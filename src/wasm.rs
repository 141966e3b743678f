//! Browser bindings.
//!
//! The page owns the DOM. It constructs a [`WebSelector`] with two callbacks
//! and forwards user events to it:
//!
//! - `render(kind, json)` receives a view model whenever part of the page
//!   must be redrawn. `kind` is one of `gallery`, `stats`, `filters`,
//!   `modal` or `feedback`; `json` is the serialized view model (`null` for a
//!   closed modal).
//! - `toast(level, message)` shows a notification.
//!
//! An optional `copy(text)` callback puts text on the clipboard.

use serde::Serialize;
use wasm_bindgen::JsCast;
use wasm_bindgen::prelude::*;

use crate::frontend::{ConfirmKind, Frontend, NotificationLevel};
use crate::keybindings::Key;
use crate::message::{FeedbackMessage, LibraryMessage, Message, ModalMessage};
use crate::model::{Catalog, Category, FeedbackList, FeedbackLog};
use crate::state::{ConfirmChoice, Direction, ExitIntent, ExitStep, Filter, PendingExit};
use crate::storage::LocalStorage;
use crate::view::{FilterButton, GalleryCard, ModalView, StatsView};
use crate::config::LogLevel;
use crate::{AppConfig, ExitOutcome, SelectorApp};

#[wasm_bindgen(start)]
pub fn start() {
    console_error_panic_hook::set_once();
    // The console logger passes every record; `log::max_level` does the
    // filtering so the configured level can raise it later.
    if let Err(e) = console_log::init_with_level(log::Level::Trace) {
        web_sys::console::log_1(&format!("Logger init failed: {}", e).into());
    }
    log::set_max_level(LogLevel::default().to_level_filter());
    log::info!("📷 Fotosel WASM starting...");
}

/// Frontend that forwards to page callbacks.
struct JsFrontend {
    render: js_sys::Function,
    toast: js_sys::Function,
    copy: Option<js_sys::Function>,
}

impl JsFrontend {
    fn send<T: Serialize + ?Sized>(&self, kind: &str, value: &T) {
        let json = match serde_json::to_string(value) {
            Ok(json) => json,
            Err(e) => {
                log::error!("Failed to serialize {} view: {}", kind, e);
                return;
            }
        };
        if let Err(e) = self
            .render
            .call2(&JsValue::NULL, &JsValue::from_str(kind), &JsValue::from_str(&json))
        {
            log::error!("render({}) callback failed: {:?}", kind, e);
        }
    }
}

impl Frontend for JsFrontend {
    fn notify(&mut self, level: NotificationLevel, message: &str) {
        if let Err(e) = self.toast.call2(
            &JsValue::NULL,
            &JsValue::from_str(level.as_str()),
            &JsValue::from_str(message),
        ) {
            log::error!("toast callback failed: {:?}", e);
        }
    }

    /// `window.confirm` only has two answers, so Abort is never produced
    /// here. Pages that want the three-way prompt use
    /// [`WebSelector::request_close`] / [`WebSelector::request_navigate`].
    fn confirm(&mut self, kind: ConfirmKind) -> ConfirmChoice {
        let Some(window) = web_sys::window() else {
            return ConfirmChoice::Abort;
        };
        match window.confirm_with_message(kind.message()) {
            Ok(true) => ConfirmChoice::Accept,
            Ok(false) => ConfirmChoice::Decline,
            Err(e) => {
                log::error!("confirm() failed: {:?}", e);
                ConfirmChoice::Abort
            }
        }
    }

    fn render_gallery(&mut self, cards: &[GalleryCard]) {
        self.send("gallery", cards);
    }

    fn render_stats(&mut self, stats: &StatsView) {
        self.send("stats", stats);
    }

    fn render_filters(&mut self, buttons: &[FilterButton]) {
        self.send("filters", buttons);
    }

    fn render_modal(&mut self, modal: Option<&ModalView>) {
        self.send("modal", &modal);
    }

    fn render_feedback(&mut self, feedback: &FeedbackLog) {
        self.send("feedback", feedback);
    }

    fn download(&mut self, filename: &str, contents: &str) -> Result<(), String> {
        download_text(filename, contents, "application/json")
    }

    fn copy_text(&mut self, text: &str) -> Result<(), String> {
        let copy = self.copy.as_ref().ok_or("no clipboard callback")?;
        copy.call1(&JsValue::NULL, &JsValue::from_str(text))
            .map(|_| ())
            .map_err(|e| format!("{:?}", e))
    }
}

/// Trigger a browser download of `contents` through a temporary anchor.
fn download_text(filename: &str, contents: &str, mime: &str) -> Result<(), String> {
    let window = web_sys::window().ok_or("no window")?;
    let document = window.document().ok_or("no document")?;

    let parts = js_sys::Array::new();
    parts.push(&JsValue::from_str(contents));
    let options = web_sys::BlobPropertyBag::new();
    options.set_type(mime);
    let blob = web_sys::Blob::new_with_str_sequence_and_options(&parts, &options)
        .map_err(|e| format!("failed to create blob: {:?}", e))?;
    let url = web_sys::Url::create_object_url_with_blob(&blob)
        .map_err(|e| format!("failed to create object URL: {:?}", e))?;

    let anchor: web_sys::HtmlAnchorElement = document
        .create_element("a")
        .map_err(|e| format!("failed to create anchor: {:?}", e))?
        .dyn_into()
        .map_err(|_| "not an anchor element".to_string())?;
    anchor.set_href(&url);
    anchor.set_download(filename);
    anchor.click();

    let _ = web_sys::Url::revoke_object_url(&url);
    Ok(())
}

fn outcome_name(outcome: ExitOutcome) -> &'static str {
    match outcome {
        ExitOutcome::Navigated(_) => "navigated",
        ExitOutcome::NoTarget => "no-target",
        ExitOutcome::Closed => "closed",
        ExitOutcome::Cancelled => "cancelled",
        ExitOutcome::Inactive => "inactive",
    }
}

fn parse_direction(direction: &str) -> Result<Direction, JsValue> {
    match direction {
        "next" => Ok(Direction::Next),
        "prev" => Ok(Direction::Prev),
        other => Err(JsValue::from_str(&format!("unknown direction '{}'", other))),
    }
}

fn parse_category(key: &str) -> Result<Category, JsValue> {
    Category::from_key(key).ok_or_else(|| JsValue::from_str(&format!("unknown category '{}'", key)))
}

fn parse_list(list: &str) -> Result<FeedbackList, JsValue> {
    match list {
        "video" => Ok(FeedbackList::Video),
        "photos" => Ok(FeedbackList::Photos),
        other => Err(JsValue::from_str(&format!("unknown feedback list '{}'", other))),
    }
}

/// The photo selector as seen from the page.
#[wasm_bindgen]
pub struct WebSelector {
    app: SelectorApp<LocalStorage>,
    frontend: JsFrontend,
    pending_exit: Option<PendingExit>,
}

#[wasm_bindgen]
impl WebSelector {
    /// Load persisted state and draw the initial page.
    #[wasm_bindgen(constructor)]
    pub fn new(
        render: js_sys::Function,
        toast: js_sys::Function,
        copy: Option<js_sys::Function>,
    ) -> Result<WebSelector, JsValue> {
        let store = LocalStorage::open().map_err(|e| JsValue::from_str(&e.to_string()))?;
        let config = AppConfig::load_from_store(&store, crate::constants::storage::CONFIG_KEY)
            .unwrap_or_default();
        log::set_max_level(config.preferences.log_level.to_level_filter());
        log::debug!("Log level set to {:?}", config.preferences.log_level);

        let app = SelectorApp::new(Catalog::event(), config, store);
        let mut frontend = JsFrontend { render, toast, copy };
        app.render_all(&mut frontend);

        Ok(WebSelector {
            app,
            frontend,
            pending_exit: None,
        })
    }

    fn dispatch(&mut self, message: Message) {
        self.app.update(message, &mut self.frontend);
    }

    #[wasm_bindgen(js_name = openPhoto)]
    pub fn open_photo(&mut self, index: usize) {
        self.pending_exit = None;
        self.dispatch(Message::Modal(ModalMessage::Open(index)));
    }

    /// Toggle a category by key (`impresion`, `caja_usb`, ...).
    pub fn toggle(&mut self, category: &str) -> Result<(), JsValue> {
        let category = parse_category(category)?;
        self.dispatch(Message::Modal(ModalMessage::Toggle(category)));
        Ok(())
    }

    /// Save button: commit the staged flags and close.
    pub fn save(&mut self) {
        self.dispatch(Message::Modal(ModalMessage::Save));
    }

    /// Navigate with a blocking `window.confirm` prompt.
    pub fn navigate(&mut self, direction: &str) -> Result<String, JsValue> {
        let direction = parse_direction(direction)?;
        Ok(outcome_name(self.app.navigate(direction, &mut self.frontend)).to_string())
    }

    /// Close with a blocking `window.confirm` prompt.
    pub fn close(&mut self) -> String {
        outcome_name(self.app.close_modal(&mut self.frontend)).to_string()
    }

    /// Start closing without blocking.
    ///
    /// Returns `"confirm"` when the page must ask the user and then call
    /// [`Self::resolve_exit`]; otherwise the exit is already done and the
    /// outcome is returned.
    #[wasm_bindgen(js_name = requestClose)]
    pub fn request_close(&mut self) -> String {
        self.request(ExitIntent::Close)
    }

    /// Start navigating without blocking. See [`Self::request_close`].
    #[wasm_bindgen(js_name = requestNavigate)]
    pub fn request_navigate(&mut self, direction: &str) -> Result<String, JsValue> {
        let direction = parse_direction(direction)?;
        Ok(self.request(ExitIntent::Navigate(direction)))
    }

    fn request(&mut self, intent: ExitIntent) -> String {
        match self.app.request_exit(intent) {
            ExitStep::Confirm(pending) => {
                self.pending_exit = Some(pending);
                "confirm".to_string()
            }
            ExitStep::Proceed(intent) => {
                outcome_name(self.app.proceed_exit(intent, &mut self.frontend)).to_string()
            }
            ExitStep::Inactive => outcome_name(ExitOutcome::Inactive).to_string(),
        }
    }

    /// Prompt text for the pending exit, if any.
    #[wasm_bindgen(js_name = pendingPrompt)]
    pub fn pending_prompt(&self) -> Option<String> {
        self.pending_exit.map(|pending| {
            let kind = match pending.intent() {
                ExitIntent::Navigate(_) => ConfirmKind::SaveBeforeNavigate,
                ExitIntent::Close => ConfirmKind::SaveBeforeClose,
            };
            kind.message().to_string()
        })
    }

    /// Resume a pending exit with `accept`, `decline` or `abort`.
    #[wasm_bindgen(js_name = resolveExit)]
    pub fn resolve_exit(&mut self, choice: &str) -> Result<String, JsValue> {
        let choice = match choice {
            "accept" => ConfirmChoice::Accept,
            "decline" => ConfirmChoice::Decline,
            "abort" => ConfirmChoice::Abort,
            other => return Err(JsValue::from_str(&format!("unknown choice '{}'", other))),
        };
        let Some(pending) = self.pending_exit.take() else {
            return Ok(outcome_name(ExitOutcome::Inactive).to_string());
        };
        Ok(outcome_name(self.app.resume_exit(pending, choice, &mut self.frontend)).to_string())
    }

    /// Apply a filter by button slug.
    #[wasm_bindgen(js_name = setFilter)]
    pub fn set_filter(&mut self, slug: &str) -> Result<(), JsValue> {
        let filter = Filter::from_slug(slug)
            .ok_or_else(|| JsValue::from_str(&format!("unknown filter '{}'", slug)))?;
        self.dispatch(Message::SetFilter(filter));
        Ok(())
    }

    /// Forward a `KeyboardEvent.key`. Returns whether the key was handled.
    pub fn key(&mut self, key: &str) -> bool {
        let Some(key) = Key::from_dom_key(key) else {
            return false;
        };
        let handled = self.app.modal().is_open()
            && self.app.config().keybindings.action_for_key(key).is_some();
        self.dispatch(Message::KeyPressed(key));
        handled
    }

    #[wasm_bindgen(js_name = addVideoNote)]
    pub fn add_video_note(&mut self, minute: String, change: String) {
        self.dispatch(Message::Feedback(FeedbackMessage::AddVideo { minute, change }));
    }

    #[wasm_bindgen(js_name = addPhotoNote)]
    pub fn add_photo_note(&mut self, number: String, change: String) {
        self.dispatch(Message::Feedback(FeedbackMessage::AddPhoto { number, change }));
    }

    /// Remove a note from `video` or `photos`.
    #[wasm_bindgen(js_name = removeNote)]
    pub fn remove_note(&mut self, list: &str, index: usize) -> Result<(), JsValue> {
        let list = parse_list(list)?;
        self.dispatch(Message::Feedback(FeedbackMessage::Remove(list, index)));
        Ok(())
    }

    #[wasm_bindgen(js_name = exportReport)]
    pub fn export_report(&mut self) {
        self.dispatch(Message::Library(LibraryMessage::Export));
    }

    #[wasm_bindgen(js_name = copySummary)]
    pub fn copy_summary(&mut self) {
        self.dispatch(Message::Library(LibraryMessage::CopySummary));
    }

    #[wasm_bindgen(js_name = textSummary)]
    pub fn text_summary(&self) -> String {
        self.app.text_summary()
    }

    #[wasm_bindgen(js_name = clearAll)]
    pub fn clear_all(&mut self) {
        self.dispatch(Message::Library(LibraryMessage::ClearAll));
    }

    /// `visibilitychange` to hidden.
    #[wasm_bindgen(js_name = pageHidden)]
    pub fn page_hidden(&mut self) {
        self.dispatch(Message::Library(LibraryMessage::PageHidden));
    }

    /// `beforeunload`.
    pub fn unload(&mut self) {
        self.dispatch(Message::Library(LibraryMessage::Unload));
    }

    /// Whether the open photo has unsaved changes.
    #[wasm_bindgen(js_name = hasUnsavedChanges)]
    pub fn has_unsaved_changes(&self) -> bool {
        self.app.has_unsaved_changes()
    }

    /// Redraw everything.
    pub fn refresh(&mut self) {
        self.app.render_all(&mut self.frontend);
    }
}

^^^^^^^^^^^^^^^^

__WHAT IS NEEDED__.
From the first line of the data above to the line containing "must be redrawn.", repeat everything exactly and add nothing.

__TASK SOLUTION__.
filename src/wasm.rs
repository 141966e3b743678f
//! Browser bindings.
//!
//! The page owns the DOM. It constructs a [`WebSelector`] with two callbacks
//! and forwards user events to it:
//!
//! - `render(kind, json)` receives a view model whenever part of the page
//!   must be redrawn. `kind` is one of `gallery`, `stats`, `filters`,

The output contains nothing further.